Top of RECORDS FOR THIS TASK

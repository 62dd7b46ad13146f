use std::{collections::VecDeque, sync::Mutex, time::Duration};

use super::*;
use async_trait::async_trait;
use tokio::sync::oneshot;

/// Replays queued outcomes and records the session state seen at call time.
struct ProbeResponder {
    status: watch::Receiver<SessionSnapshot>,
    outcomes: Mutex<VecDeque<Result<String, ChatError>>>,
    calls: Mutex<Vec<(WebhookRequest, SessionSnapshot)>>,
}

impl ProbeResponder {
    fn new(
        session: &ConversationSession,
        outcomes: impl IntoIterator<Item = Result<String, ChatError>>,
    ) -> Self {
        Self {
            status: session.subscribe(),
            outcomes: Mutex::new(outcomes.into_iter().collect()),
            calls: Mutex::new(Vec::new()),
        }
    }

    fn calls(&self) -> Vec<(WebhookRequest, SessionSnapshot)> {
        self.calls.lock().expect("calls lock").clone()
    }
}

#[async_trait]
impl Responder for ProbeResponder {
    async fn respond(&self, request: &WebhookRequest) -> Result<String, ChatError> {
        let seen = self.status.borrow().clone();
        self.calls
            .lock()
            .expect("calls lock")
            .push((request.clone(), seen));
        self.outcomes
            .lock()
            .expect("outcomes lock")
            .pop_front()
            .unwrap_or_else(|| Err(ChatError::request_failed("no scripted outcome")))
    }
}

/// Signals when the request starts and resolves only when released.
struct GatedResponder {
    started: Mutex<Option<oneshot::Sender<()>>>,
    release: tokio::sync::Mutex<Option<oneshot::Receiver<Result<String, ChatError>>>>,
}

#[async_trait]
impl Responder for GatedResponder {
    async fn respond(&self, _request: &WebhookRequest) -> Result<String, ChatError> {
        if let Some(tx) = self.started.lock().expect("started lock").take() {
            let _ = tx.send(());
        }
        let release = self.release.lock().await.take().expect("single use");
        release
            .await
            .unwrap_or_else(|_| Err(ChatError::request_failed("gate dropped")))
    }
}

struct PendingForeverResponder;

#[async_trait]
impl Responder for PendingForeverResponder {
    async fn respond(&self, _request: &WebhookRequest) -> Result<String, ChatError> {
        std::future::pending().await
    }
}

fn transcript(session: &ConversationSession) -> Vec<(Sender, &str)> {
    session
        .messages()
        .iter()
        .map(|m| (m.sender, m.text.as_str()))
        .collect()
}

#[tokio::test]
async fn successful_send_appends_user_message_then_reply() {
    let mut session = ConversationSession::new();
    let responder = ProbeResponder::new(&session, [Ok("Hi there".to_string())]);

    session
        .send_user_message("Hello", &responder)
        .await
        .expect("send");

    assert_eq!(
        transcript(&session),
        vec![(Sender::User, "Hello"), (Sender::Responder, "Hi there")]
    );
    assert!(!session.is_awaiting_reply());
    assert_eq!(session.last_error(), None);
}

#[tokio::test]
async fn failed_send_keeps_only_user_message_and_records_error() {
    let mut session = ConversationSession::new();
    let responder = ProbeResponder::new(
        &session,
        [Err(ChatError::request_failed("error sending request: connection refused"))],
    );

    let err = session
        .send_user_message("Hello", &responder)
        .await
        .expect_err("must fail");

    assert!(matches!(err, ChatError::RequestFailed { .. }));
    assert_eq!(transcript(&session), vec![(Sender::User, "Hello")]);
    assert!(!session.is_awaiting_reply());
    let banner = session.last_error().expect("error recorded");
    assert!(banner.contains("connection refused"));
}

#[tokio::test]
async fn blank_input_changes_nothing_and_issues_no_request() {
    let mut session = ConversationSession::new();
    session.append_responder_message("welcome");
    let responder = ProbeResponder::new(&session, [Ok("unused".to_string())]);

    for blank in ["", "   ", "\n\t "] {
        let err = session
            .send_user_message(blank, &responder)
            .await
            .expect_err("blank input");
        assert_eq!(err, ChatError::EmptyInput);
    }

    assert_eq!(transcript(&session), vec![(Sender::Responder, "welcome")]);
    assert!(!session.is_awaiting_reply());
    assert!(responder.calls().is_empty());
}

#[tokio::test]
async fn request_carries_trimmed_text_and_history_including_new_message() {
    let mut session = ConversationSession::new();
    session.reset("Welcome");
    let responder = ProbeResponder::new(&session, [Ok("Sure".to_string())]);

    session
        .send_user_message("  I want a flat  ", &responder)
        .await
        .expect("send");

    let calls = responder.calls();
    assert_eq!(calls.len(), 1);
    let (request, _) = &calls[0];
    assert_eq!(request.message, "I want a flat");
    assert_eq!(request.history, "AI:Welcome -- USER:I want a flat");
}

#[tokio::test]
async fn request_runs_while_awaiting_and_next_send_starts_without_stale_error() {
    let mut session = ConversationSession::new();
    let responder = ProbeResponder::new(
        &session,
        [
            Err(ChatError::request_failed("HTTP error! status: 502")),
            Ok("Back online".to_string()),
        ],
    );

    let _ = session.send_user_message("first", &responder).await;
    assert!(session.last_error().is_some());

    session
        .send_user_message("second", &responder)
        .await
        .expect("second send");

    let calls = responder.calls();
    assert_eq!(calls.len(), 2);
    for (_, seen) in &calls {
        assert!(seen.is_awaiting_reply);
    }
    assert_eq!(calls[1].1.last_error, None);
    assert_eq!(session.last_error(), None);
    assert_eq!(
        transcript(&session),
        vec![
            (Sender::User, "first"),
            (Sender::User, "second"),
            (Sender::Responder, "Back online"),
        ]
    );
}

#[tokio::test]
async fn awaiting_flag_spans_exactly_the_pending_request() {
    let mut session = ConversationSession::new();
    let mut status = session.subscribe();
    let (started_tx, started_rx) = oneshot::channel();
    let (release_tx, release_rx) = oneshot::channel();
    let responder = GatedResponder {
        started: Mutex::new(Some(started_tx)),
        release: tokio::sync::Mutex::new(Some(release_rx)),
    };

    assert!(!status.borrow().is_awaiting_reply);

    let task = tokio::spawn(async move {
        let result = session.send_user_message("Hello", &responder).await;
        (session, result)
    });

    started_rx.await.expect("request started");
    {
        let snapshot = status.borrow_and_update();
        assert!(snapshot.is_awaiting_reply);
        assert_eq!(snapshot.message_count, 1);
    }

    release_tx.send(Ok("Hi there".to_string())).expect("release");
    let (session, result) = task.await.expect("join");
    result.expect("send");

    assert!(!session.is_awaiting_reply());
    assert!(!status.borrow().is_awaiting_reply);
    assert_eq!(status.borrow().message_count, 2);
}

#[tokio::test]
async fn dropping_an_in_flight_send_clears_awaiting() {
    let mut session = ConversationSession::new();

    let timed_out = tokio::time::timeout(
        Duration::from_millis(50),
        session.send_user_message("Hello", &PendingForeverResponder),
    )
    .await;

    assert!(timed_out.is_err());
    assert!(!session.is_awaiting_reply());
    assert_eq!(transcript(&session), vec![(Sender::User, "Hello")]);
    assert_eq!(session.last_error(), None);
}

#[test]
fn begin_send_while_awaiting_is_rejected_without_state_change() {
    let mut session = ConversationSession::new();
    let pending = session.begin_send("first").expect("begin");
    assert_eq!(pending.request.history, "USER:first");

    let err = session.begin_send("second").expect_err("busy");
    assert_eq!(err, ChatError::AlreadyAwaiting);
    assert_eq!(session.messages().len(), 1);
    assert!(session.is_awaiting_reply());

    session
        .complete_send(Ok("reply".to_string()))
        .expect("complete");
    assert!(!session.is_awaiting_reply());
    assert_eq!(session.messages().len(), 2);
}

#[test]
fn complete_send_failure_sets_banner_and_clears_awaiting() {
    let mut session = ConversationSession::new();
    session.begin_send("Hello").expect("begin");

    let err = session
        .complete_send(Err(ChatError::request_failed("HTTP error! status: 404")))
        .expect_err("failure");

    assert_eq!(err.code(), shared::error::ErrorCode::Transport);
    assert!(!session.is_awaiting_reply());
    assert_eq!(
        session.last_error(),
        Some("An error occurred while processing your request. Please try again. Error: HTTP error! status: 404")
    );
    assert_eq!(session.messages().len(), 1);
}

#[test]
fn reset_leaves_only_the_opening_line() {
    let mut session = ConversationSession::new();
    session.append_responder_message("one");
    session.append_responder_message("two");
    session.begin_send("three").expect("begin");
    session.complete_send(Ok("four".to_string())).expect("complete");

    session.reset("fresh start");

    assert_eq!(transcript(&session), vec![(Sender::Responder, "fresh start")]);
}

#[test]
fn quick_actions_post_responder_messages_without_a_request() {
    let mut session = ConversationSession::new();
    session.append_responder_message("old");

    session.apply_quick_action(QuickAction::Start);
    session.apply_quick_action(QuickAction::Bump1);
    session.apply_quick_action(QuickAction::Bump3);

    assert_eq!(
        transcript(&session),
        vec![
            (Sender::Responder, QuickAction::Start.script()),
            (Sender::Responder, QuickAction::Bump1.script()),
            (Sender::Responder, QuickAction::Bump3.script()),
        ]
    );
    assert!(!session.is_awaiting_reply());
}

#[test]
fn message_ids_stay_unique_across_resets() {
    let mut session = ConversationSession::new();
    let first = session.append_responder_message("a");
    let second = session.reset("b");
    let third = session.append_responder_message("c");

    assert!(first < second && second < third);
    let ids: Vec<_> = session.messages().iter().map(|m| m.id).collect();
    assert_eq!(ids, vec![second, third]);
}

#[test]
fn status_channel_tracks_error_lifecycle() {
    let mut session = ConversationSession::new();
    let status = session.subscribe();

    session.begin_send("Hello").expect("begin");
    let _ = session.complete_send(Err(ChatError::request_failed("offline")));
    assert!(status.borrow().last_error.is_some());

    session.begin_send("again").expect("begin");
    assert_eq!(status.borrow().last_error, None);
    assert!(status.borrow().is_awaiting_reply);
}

Bottom of RECORDS FOR THIS TASK

== TASK OBJECTIVE ==
Only the number is wanted: count the lines of the records that hold the word "HTTP".

== RESPONSE AREA ==
3